The new lottery in stroke care

Posted: 20 September 2010 by Steffen Bayer

In the recent past there was a postcode lottery in stroke care. People who have had a stroke need to receive thrombolysis drugs within a vital ‘three hour window’ for effective treatment. But their chances of such treatment depended on whether the nearest hospital was one of the few to offer it. They often paid the price in disability – and the NHS picked up the costs for long-term rehabilitation and care.

Thankfully that situation is improving. There has been a big push to build stroke care capacity and make thrombolysis more widely available. Unfortunately, however, there is now a new lottery – based on the time at which a person has a stroke. If it is in the evening or at night, then your chances of getting good treatment plummet. The lack of universally available 24-hour capacity means that, in many cases, it is not possible to get the patient to hospital, scan them, interpret the results and administer the necessary drugs within three hours.That’s tough luck for a lot of people.
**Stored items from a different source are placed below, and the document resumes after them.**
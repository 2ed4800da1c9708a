pub mod ask_dto;
pub mod document_dto;
pub mod response_dto;

pub use ask_dto::{AnswerResponseDto, AskRequestDto, CitationDto};
pub use document_dto::{
    DocumentListResponseDto, DocumentResponseDto, UploadResponseDto,
};
pub use response_dto::{
    ApiError, ApiResponse, HealthResponseDto, MessageResponseDto, PaginationDto, PaginationMetaDto,
};
use chrono::{DateTime, Utc};
use serde::{Deserialize, Serialize};
use uuid::Uuid;

/// One asked question. Recorded once per request, before retrieval runs,
/// so the log is complete even when the answer path degrades.
#[derive(Debug, Clone, PartialEq, Serialize, Deserialize)]
pub struct QueryRecord {
    id: Uuid,
    workspace_id: Uuid,
    user_id: Uuid,
    question_text: String,
    model_used: String,
    created_at: DateTime<Utc>,
}

impl QueryRecord {
    pub fn new(workspace_id: Uuid, user_id: Uuid, question_text: String, model_used: String) -> Self {
        Self {
            id: Uuid::new_v4(),
            workspace_id,
            user_id,
            question_text,
            model_used,
            created_at: Utc::now(),
        }
    }

    pub fn id(&self) -> Uuid {
        self.id
    }

    pub fn workspace_id(&self) -> Uuid {
        self.workspace_id
    }

    pub fn user_id(&self) -> Uuid {
        self.user_id
    }

    pub fn question_text(&self) -> &str {
        &self.question_text
    }

    pub fn model_used(&self) -> &str {
        &self.model_used
    }

    pub fn created_at(&self) -> DateTime<Utc> {
        self.created_at
    }
}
It doesn’t have to be like this. Stroke services in some locations such as London and Manchester have been restructured and centralized so they have round-the-clock capacity to deliver thrombolysis drugs within the three hour period. The challenge, now, is to roll this capacity out nationally. That’s not going to be easy, particularly in rural areas where travel distances are long.

The problem is not getting the drugs to the patient – but ensuring the correct diagnosis via a scan. Some 80 per cent of strokes are infarctions which require thrombolysis to clear the blockage, producing excellent outcomes. But 20 per cent of strokes are caused by a haemorrhage, which thrombolysis only worsens. That’s why scanning and correct diagnosis is vital.

What’s the answer? In one country, I have heard they give thrombolysis in all stroke cases and accept, as a regrettable downside, that there will be some fatalities among those who have had a haemorrhage. That’s unlikely to be acceptable to the NHS. A more desirable solution would be something similar to the supply of defibrillators - diagnostic equipment in every ambulance, or at least available locally. The development of low cost and mobile scanning equipment allowing medics to distinguish between infarctions and haemorrhages would be a major step forward.

A few years ago, less than 1 per cent of stroke victims received thrombolysis in time. I reckon we could get that figure to 10 per cent. It might not sound ambitious, but it could transform thousands of lives every year and save the NHS millions in long-term care costs.